Task requirements
Every line below that holds the string "bool" should be copied out.
━━━
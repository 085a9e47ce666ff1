//! Shared helpers: logging setup and timing

pub mod logger;
pub mod timer;

pub use logger::{init_logger, LogLevel};
pub use timer::Timer;
//! Method outcome model
//!
//! The recorded result of running one test method once.

use chrono::{DateTime, Utc};
use serde::{Deserialize, Serialize};
use std::collections::BTreeMap;
use std::fmt;
use std::time::Duration;

/// Result of a single test method execution
#[derive(Clone, Debug, PartialEq, Serialize, Deserialize)]
pub struct MethodOutcome {
    method_name: String,
    success: bool,
    error_detail: Option<String>,
    #[serde(with = "duration_secs")]
    duration: Duration,
    start_time: DateTime<Utc>,
    additional_data: BTreeMap<String, serde_json::Value>,
}

impl MethodOutcome {
    pub fn passed(
        method_name: impl Into<String>,
        duration: Duration,
        start_time: DateTime<Utc>,
    ) -> Self {
        Self {
            method_name: method_name.into(),
            success: true,
            error_detail: None,
            duration,
            start_time,
            additional_data: BTreeMap::new(),
        }
    }

    pub fn failed(
        method_name: impl Into<String>,
        error_detail: impl Into<String>,
        duration: Duration,
        start_time: DateTime<Utc>,
    ) -> Self {
        Self {
            method_name: method_name.into(),
            success: false,
            error_detail: Some(error_detail.into()),
            duration,
            start_time,
            additional_data: BTreeMap::new(),
        }
    }

    pub fn with_data(mut self, key: impl Into<String>, value: impl Into<serde_json::Value>) -> Self {
        self.additional_data.insert(key.into(), value.into());
        self
    }

    pub fn method_name(&self) -> &str {
        &self.method_name
    }

    pub fn success(&self) -> bool {
        self.success
    }

    pub fn error_detail(&self) -> Option<&str> {
        self.error_detail.as_deref()
    }

    pub fn duration(&self) -> Duration {
        self.duration
    }

    pub fn start_time(&self) -> DateTime<Utc> {
        self.start_time
    }

    pub fn additional_data(&self) -> &BTreeMap<String, serde_json::Value> {
        &self.additional_data
    }

    pub fn symbol(&self) -> &'static str {
        if self.success {
            "✓"
        } else {
            "✗"
        }
    }
}

impl fmt::Display for MethodOutcome {
    fn fmt(&self, f: &mut fmt::Formatter<'_>) -> fmt::Result {
        write!(
            f,
            "{} {} [{}ms]",
            self.symbol(),
            self.method_name,
            self.duration.as_millis()
        )?;
        if let Some(detail) = &self.error_detail {
            let first_line = detail.lines().next().unwrap_or_default();
            write!(f, " - {first_line}")?;
        }
        Ok(())
    }
}

/// Serialize a `Duration` as fractional seconds
pub(crate) mod duration_secs {
    use serde::{Deserialize, Deserializer, Serializer};
    use std::time::Duration;

    pub fn serialize<S: Serializer>(value: &Duration, serializer: S) -> Result<S::Ok, S::Error> {
        serializer.serialize_f64(value.as_secs_f64())
    }

    pub fn deserialize<'de, D: Deserializer<'de>>(deserializer: D) -> Result<Duration, D::Error> {
        let secs = f64::deserialize(deserializer)?;
        if secs.is_finite() && secs >= 0.0 {
            Ok(Duration::from_secs_f64(secs))
        } else {
            Err(serde::de::Error::custom("duration must be a non-negative number"))
        }
    }
}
━━━
Your response
    success: bool,
    pub fn success(&self) -> bool {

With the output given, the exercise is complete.